Avoiding Aggravation in Debate

ajqtrz

Chef - loquacious Old Dog
Aggravation has been defined as an: "act or circumstance that intensifies something or makes something worse," and by "worse" it would seem the dictionary means to say less pleasant. Sadly, people get aggravated and generally speaking, do so when things intensify. In argument aggravation usually occurs in the presence of frustration and that, is in response to the failure of a conflict to be resolved, especially when they think it has been in their favor.

To avoid aggravation in a debate isn't easy but it is possible to a large degree. To do it though, you must start with the idea that you could be wrong. This short circuits the defense mechanism and allows you to actually deal with the question in a more rational manner. So start with "I could be wrong about this..."

The second step is to examine both sides of the issue. As John Steward Mills wrote:

"He who knows only his own side of the case knows little of that. His reasons may be good, and no one may have been able to refute them. But if he is equally unable to refute the reasons on the opposite side, if he does not so much as know what they are, he has no ground for preferring either opinion...”

This is, of course, a lot of work. The importance of the question determines if you want to do that much work or not. The question may not be as important to you as to your opponent and thus, you may think it not worth your time and energy. But of course, if your opponent does see it as more important they may put more work/effort into it and present more complex arguments. In reality it's a bit like two football teams, on of which has clinched the top seed post-season berth and has no need to win this final game while the other is in a fight to the death competition to win the last berth of the post season. Which do you think, psychologically speaking, will come better prepared to win?

So just as a good football team that wants to make it into the playoffs studies the film of the last opponents game(s) the best prepared debaters study their opponents arguments and try, the best they can, to even improve them until they, as John Steward Mills suggested, know their opponents point of view better than he or she.

The thing is, in those many classes a long time ago I discovered that the ones who were least aggravated by opposition to the most intense attack on their beliefs had done their homework and were never surprised at the tenacity, vitriol, or lack of logic of their opponent exactly because they had already seen it before in their preparations.
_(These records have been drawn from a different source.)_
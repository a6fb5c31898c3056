use std::collections::HashMap;
use std::sync::Arc;

use axum::{
    extract::{Path, Query, State},
    response::IntoResponse,
    routing::{get, patch},
    Json, Router,
};
use chrono::NaiveDate;
use sea_orm::{
    ActiveModelTrait, ActiveValue::Set, ColumnTrait, EntityTrait, QueryFilter, QueryOrder,
    TransactionTrait,
};
use serde::Deserialize;
use serde_json::json;

use crate::{
    auth::AuthenticatedStaff,
    common::jst_now,
    entities::{
        route::{self, Entity as RouteEntity, RouteStatus},
        route_stop::{self, Entity as RouteStopEntity, StopStatus},
        store::{self, Entity as StoreEntity},
    },
    errors::{ApiError, ServiceError},
    handlers::common::ok_response,
    services::execution::{self, StopUpdate},
    AppState,
};

#[derive(Debug, Deserialize)]
pub struct RouteListQuery {
    pub date: Option<NaiveDate>,
    pub staff_id: Option<i32>,
    pub status: Option<RouteStatus>,
}

fn stop_json(stop: &route_stop::Model, stores: &HashMap<i32, store::Model>) -> serde_json::Value {
    let store_row = stores.get(&stop.store_id);
    json!({
        "stop_id": stop.stop_id,
        "store_id": stop.store_id,
        "store_name": store_row.map(|s| s.store_name.clone()),
        "store_address": store_row.and_then(|s| s.address.clone()),
        "stop_sequence": stop.stop_sequence,
        "stop_status": stop.status,
        "items_count": stop.items_count,
        "items_to_purchase": stop.items_to_purchase,
        "estimated_arrival": stop.estimated_arrival,
        "actual_arrival": stop.actual_arrival,
        "actual_departure": stop.actual_departure,
    })
}

async fn stores_for(
    state: &AppState,
    stops: &[route_stop::Model],
) -> Result<HashMap<i32, store::Model>, ApiError> {
    let store_ids: Vec<i32> = stops.iter().map(|s| s.store_id).collect();
    if store_ids.is_empty() {
        return Ok(HashMap::new());
    }
    let rows = StoreEntity::find()
        .filter(store::Column::StoreId.is_in(store_ids))
        .all(&*state.db)
        .await
        .map_err(|e| ApiError::from(ServiceError::from(e)))?;
    Ok(rows.into_iter().map(|s| (s.store_id, s)).collect())
}

/// GET /routes?date=&staff_id=&status=
async fn list_routes(
    State(state): State<Arc<AppState>>,
    _staff: AuthenticatedStaff,
    Query(query): Query<RouteListQuery>,
) -> Result<impl IntoResponse, ApiError> {
    let mut find = RouteEntity::find();
    if let Some(date) = query.date {
        find = find.filter(route::Column::RouteDate.eq(date));
    }
    if let Some(staff_id) = query.staff_id {
        find = find.filter(route::Column::StaffId.eq(staff_id));
    }
    if let Some(status) = query.status {
        find = find.filter(route::Column::Status.eq(status));
    }

    let routes = find
        .order_by_desc(route::Column::RouteDate)
        .all(&*state.db)
        .await
        .map_err(|e| ApiError::from(ServiceError::from(e)))?;

    let mut payload = Vec::with_capacity(routes.len());
    for route_row in routes {
        let stops = RouteStopEntity::find()
            .filter(route_stop::Column::RouteId.eq(route_row.route_id))
            .order_by_asc(route_stop::Column::StopSequence)
            .all(&*state.db)
            .await
            .map_err(|e| ApiError::from(ServiceError::from(e)))?;
        let stores = stores_for(&state, &stops).await?;
        let completed = stops
            .iter()
            .filter(|s| s.status == StopStatus::Completed)
            .count();

        payload.push(json!({
            "route_id": route_row.route_id,
            "staff_id": route_row.staff_id,
            "route_date": route_row.route_date,
            "route_status": route_row.status,
            "total_distance_km": route_row.total_distance_km,
            "estimated_time_minutes": route_row.estimated_time_minutes,
            "total_stops": stops.len(),
            "completed_stops": completed,
            "stops": stops.iter().map(|s| stop_json(s, &stores)).collect::<Vec<_>>(),
        }));
    }

    Ok(ok_response(payload))
}

/// GET /routes/{route_id}
async fn get_route(
    State(state): State<Arc<AppState>>,
    _staff: AuthenticatedStaff,
    Path(route_id): Path<i32>,
) -> Result<impl IntoResponse, ApiError> {
    let route_row = RouteEntity::find_by_id(route_id)
        .one(&*state.db)
        .await
        .map_err(|e| ApiError::from(ServiceError::from(e)))?
        .ok_or_else(|| ApiError::NotFound("ルートが見つかりません".to_string()))?;

    let stops = RouteStopEntity::find()
        .filter(route_stop::Column::RouteId.eq(route_id))
        .order_by_asc(route_stop::Column::StopSequence)
        .all(&*state.db)
        .await
        .map_err(|e| ApiError::from(ServiceError::from(e)))?;
    let stores = stores_for(&state, &stops).await?;

    Ok(ok_response(json!({
        "route_id": route_row.route_id,
        "staff_id": route_row.staff_id,
        "list_id": route_row.list_id,
        "route_date": route_row.route_date,
        "route_status": route_row.status,
        "total_distance_km": route_row.total_distance_km,
        "estimated_time_minutes": route_row.estimated_time_minutes,
        "include_return": route_row.include_return,
        "stops": stops.iter().map(|s| stop_json(s, &stores)).collect::<Vec<_>>(),
    })))
}

#[derive(Debug, Deserialize)]
struct RouteStatusUpdate {
    status: RouteStatus,
}

/// PATCH /routes/{route_id}/status
async fn update_route_status(
    State(state): State<Arc<AppState>>,
    staff: AuthenticatedStaff,
    Path(route_id): Path<i32>,
    Json(update): Json<RouteStatusUpdate>,
) -> Result<impl IntoResponse, ApiError> {
    let route_row = RouteEntity::find_by_id(route_id)
        .one(&*state.db)
        .await
        .map_err(|e| ApiError::from(ServiceError::from(e)))?
        .ok_or_else(|| ApiError::NotFound("ルートが見つかりません".to_string()))?;

    if !crate::auth::can_update_stop(&staff, route_row.staff_id) {
        return Err(ApiError::Forbidden(
            "このルートを更新する権限がありません".to_string(),
        ));
    }

    let mut active: route::ActiveModel = route_row.into();
    active.status = Set(update.status);
    active.updated_at = Set(Some(jst_now()));
    active
        .update(&*state.db)
        .await
        .map_err(|e| ApiError::from(ServiceError::from(e)))?;

    Ok(ok_response(json!({
        "message": "ステータスを更新しました",
        "new_status": update.status,
    })))
}

/// PATCH /routes/{route_id}/stops/{stop_id} — the execution tracker entry.
async fn update_stop(
    State(state): State<Arc<AppState>>,
    staff: AuthenticatedStaff,
    Path((route_id, stop_id)): Path<(i32, i32)>,
    Json(update): Json<StopUpdate>,
) -> Result<impl IntoResponse, ApiError> {
    let txn = state
        .db
        .begin()
        .await
        .map_err(|e| ApiError::from(ServiceError::from(e)))?;
    let result = execution::update_stop_status(&txn, &staff, route_id, stop_id, update).await?;
    txn.commit()
        .await
        .map_err(|e| ApiError::from(ServiceError::from(e)))?;

    state
        .events
        .send(crate::events::Event::StopStatusChanged {
            route_id,
            stop_id,
            new_status: result.new_status.to_string(),
        })
        .await;

    Ok(ok_response(result))
}

pub fn routes_routes() -> Router<Arc<AppState>> {
    Router::new()
        .route("/", get(list_routes))
        .route("/:route_id", get(get_route))
        .route("/:route_id/status", patch(update_route_status))
        .route("/:route_id/stops/:stop_id", patch(update_stop))
}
In summary: you avoid aggravation in debate by being humble enough to think you might be wrong and well enough informed you can present not only your own case well, but often the case of your opponent better than he or she can.

That's how to avoid aggravation in debate.

AJ
 

StarLoad

Well-Known Member
Aj, you make the assumption that both sides want to "win" as an outcome. It is entirely possible that only one side wants to win and the other side doesn't want to or care, as they are not "in the game" so to speak. Sometimes people are just observers with opinions and have no interest in the game but will give you an opinion about it.

I don't play golf and do not plan to start, but I know the names of the major players and equipment providers and even some of the golf courses. I can give you my opinions on many aspects of the game and its participants and play. But I am no expert and cant quote rules and restrictions that are applied, but I can venture an opinion about how a player is penalized by some archaic rule. To be honest I hate the game won't watch it and see it as a major waste of time and money. Also my opinion but it will also frame how some of my other opinions are formed.

The total opposite can be said for one that loves golf. That being said some will share their opinions vociferously for a thing they love even if goes way past the point of aggravation. Whereas for something they hate they will walk away before getting too aggravated because the level of hate for the thing isn't a driver to keep going.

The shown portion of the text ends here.